In conclusion, phylogenetic studies performed on MLST data and CdtB and beta-lactamase gene sequences support a unique evolutionary history of C. jejuni in western jackdaws. Due to a high frequency of novel STs and STs only rarely detected among human patients and broiler batches, western jackdaws are considered to be an infrequent sources of campylobacteriosis in humans and of contamination of poultry production. Although the STs among western jackdaws and mallard ducks appear host associated, they may have the capability to transfer to domestic animals as well as to occasionally cause human infections. Game birds especially may pose a higher risk for acquiring campylobacteriosis, and both the carcasses and meat should be handled accordingly.
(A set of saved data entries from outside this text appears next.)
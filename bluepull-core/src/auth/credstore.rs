//! The on-disk credential store.
//!
//! The store is a JSON document mapping a purpose key (e.g.
//! `datapullCredentials`) to an ordered list of credentials. Two processes
//! touch the file: the worker (read-only at startup) and the `authsync`
//! normalizer (rewrite). Coordination is an advisory lock on a `.lock`
//! sidecar. Readers take the lock only long enough to know no writer holds
//! it and then release it — a snapshot read, safe because writers replace
//! the file with an atomic rename, so a racing reader sees one complete
//! document version or the other.

use std::collections::BTreeMap;
use std::fs::{self, OpenOptions};
use std::io;
use std::path::{Path, PathBuf};
use std::time::{Duration, Instant};

use fs2::FileExt;
use serde::{Deserialize, Serialize};
use thiserror::Error;

use crate::fsync::atomic_write_file;
use crate::auth::credentials::Credential;

/// Purpose key the worker requires.
pub const DATAPULL_CREDENTIALS_KEY: &str = "datapullCredentials";

/// Purpose key for the commit-analysis pipeline; carried through
/// normalization untouched.
pub const COMMIT_ANALYSIS_CREDENTIALS_KEY: &str = "commitAnalysisCredentials";

/// Readers only need to observe that no writer is mid-rewrite.
const READ_LOCK_TIMEOUT: Duration = Duration::from_millis(100);

/// Writers hold the lock across the whole write+rename.
const WRITE_LOCK_TIMEOUT: Duration = Duration::from_secs(5);

const LOCK_POLL_INTERVAL: Duration = Duration::from_millis(10);

/// Errors from loading or rewriting the credential store.
#[derive(Debug, Error)]
pub enum CredStoreError {
    /// The store parsed but violates a structural requirement.
    #[error("invalid credential store: {0}")]
    Invalid(String),

    /// Another process held the advisory lock past the timeout.
    #[error("failed to acquire lock on {path} within {timeout_ms} ms: another process is holding the lock")]
    LockContention { path: PathBuf, timeout_ms: u128 },

    #[error("credential store I/O error: {0}")]
    Io(#[from] io::Error),

    #[error("credential store is not valid JSON: {0}")]
    Json(#[from] serde_json::Error),
}

/// Immutable map from purpose key to credentials.
#[derive(Debug, Clone, Default, PartialEq, Eq, Serialize, Deserialize)]
#[serde(transparent)]
pub struct CredentialStore(pub BTreeMap<String, Vec<Credential>>);

impl CredentialStore {
    /// The credentials the data-pull worker runs with.
    pub fn datapull_credentials(&self) -> Option<&[Credential]> {
        self.0.get(DATAPULL_CREDENTIALS_KEY).map(Vec::as_slice)
    }

    /// Structural validation: non-empty store, required purpose key present
    /// and non-empty, and every credential carries a usable username and
    /// password (the credKey is derivable from those, so it may be absent).
    pub fn validate(&self) -> Result<(), CredStoreError> {
        if self.0.is_empty() {
            return Err(CredStoreError::Invalid("credential store is empty".into()));
        }
        let datapull = self
            .0
            .get(DATAPULL_CREDENTIALS_KEY)
            .ok_or_else(|| {
                CredStoreError::Invalid(format!(
                    "missing required key: {DATAPULL_CREDENTIALS_KEY}"
                ))
            })?;
        if datapull.is_empty() {
            return Err(CredStoreError::Invalid(format!(
                "no credentials under key: {DATAPULL_CREDENTIALS_KEY}"
            )));
        }
        for (key, credentials) in &self.0 {
            for credential in credentials {
                if credential.username.is_empty() || credential.password.is_empty() {
                    return Err(CredStoreError::Invalid(format!(
                        "invalid credentials for key {key}: username and password must not be empty"
                    )));
                }
            }
        }
        Ok(())
    }
}

fn lock_path_for(path: &Path) -> PathBuf {
    let mut os = path.as_os_str().to_os_string();
    os.push(".lock");
    PathBuf::from(os)
}

fn backup_path_for(path: &Path) -> PathBuf {
    path.with_extension("backup.json")
}

/// Acquires the advisory lock, polling until the timeout elapses.
///
/// The returned file handle owns the lock; dropping it releases the lock.
fn acquire_lock(path: &Path, timeout: Duration) -> Result<fs::File, CredStoreError> {
    let lock_path = lock_path_for(path);
    let lock_file = OpenOptions::new()
        .create(true)
        .truncate(false)
        .write(true)
        .open(&lock_path)?;

    let deadline = Instant::now() + timeout;
    loop {
        match lock_file.try_lock_exclusive() {
            Ok(()) => return Ok(lock_file),
            Err(e) if e.kind() != io::ErrorKind::WouldBlock => return Err(e.into()),
            Err(_) if Instant::now() < deadline => std::thread::sleep(LOCK_POLL_INTERVAL),
            Err(_) => {
                return Err(CredStoreError::LockContention {
                    path: lock_path,
                    timeout_ms: timeout.as_millis(),
                })
            }
        }
    }
}

/// Reads, parses and validates the credential store.
///
/// Returns the store together with the raw file bytes (the normalizer
/// writes those bytes to the backup file before rewriting).
pub fn load_and_validate(path: &Path) -> Result<(CredentialStore, Vec<u8>), CredStoreError> {
    let lock_file = acquire_lock(path, READ_LOCK_TIMEOUT)?;
    // Snapshot semantics: release immediately, the atomic-rename write path
    // guarantees we cannot observe a torn file.
    drop(lock_file);

    let data = fs::read(path)?;
    let store: CredentialStore = serde_json::from_slice(&data)?;
    store.validate()?;
    Ok((store, data))
}

/// Rewrites the credential store with every `credKey` populated.
///
/// The original bytes are copied to the `.backup.json` sibling first, then
/// the normalized document replaces the original via an atomic rename while
/// the advisory lock is held. The result is re-loaded and re-validated so a
/// bad rewrite cannot go unnoticed.
pub fn normalize_and_persist(path: &Path) -> Result<CredentialStore, CredStoreError> {
    let (mut store, raw) = load_and_validate(path)?;

    fs::write(backup_path_for(path), &raw)?;

    for credentials in store.0.values_mut() {
        for credential in credentials {
            credential.generate_cred_key_if_absent();
        }
    }

    let serialized = serde_json::to_vec_pretty(&store)?;
    {
        let _lock_file = acquire_lock(path, WRITE_LOCK_TIMEOUT)?;
        atomic_write_file(path, &serialized)?;
        // Lock released here on every exit path, success or error.
    }

    let (reloaded, _) = load_and_validate(path)?;
    Ok(reloaded)
}

#[cfg(test)]
mod tests {
    use super::*;
    use tempfile::tempdir;

    fn write_store(dir: &Path, contents: &str) -> PathBuf {
        let path = dir.join("auth_tokens.json");
        fs::write(&path, contents).unwrap();
        path
    }

    const VALID_STORE: &str = r#"{
        "datapullCredentials": [
            {"username": "alice", "password": "pa"},
            {"username": "bob", "password": "pb", "credKey": "bob-key"}
        ],
        "commitAnalysisCredentials": [
            {"username": "carol", "password": "pc"}
        ]
    }"#;

    #[test]
    fn load_and_validate_accepts_a_valid_store() {
        let dir = tempdir().unwrap();
        let path = write_store(dir.path(), VALID_STORE);

        let (store, raw) = load_and_validate(&path).unwrap();
        assert_eq!(store.datapull_credentials().unwrap().len(), 2);
        assert_eq!(raw, fs::read(&path).unwrap());
    }

    #[test]
    fn load_and_validate_rejects_missing_datapull_key() {
        let dir = tempdir().unwrap();
        let path = write_store(
            dir.path(),
            r#"{"commitAnalysisCredentials": [{"username": "u", "password": "p"}]}"#,
        );

        let err = load_and_validate(&path).unwrap_err();
        assert!(matches!(err, CredStoreError::Invalid(_)));
        assert!(err.to_string().contains("datapullCredentials"));
    }

    #[test]
    fn load_and_validate_rejects_empty_store() {
        let dir = tempdir().unwrap();
        let path = write_store(dir.path(), "{}");

        let err = load_and_validate(&path).unwrap_err();
        assert!(err.to_string().contains("empty"));
    }

    #[test]
    fn load_and_validate_rejects_blank_username() {
        let dir = tempdir().unwrap();
        let path = write_store(
            dir.path(),
            r#"{"datapullCredentials": [{"username": "", "password": "p"}]}"#,
        );

        assert!(load_and_validate(&path).is_err());
    }

    #[test]
    fn normalize_fills_missing_cred_keys_and_keeps_existing() {
        let dir = tempdir().unwrap();
        let path = write_store(dir.path(), VALID_STORE);

        let store = normalize_and_persist(&path).unwrap();

        let creds = store.datapull_credentials().unwrap();
        // base64("alice:pa")
        assert_eq!(creds[0].cred_key, "YWxpY2U6cGE=");
        assert_eq!(creds[1].cred_key, "bob-key");

        // Every credential in the rewritten file carries a credKey.
        let (reloaded, _) = load_and_validate(&path).unwrap();
        for credentials in reloaded.0.values() {
            for credential in credentials {
                assert!(!credential.cred_key.is_empty());
            }
        }
    }

    #[test]
    fn normalize_writes_backup_with_original_bytes() {
        let dir = tempdir().unwrap();
        let path = write_store(dir.path(), VALID_STORE);

        normalize_and_persist(&path).unwrap();

        let backup = dir.path().join("auth_tokens.backup.json");
        assert_eq!(fs::read(&backup).unwrap(), VALID_STORE.as_bytes());
    }

    #[test]
    fn normalize_leaves_no_temp_file_behind() {
        let dir = tempdir().unwrap();
        let path = write_store(dir.path(), VALID_STORE);

        normalize_and_persist(&path).unwrap();

        let leftovers: Vec<_> = fs::read_dir(dir.path())
            .unwrap()
            .map(|e| e.unwrap().file_name().to_string_lossy().into_owned())
            .filter(|name| name.ends_with(".tmp"))
            .collect();
        assert!(leftovers.is_empty(), "stray temp files: {leftovers:?}");
    }

    #[test]
    fn normalize_result_is_a_complete_document() {
        // An observer reading the file after normalization parses a full
        // store; the write path never exposes a partial document because the
        // temp file is renamed into place.
        let dir = tempdir().unwrap();
        let path = write_store(dir.path(), VALID_STORE);

        normalize_and_persist(&path).unwrap();

        let bytes = fs::read(&path).unwrap();
        let parsed: CredentialStore = serde_json::from_slice(&bytes).unwrap();
        parsed.validate().unwrap();
    }

    #[test]
    fn contended_lock_fails_with_lock_contention() {
        let dir = tempdir().unwrap();
        let path = write_store(dir.path(), VALID_STORE);

        // Hold the writer lock from this thread, then try to load.
        let held = acquire_lock(&path, WRITE_LOCK_TIMEOUT).unwrap();
        let err = load_and_validate(&path).unwrap_err();
        assert!(matches!(err, CredStoreError::LockContention { .. }));
        drop(held);

        load_and_validate(&path).unwrap();
    }
}
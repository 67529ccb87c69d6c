//! Persisted worker state: per-token usage accounting and job timestamps.

mod manager;
mod token;

pub use manager::{PersistedState, StateError, StateManager, TokenPoolError};
pub use token::{TokenState, TokenStatus};
use base64::{engine::general_purpose, Engine as _};
use serde::{Deserialize, Serialize};

/// A single upstream credential.
///
/// `cred_key` is the stable identifier used for rate-limit accounting. When
/// the credentials file omits it, normalization derives it deterministically
/// from the username/password pair.
#[derive(Debug, Clone, PartialEq, Eq, Serialize, Deserialize)]
pub struct Credential {
    pub username: String,
    pub password: String,
    #[serde(rename = "credKey", default)]
    pub cred_key: String,
}

impl Credential {
    pub fn new(username: impl Into<String>, password: impl Into<String>) -> Self {
        Credential {
            username: username.into(),
            password: password.into(),
            cred_key: String::new(),
        }
    }

    /// Fills in `cred_key` as `base64(username:password)` if it is empty.
    pub fn generate_cred_key_if_absent(&mut self) -> &str {
        if self.cred_key.is_empty() {
            self.cred_key = general_purpose::STANDARD
                .encode(format!("{}:{}", self.username, self.password));
        }
        &self.cred_key
    }

    /// The value of the `Authorization: Basic` header for this credential.
    pub fn basic_auth_token(&self) -> String {
        general_purpose::STANDARD.encode(format!("{}:{}", self.username, self.password))
    }
}

/// Looks up a credential by its `cred_key`.
pub fn find_by_cred_key<'a>(cred_key: &str, credentials: &'a [Credential]) -> Option<&'a Credential> {
    credentials.iter().find(|c| c.cred_key == cred_key)
}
More evidence is anticipated to accumulate when MLST, particularly wgMLST, is applied more extensively on different sources worldwide.
MATERIALS AND METHODS
Bacterial isolates.
Campylobacter sp. was isolated from western jackdaws from two small towns, located in Southern Finland (Lahti) and Western Finland (Seinäjoki), during a five-month period from September 2014 to February 2015. Fecal droppings (n = 212) were collected by placing a plastic carpet under the known roosting trees of jackdaws. When jackdaws had settled in their roosting trees, the flock was scared away to cause automatic defecation by the birds. Individual droppings were immediately swabbed into transport tubes (TS0001; Oxoid, Thermo Fisher Scientific, Vantaa, Finland) and delivered to the laboratory chilled (4°C). Contamination of the collected fecal material is unlikely, as we checked that no other bird species were present in the same tree before scaring the jackdaw flocks away. Of note, hooded crows especially tend to roost with jackdaws.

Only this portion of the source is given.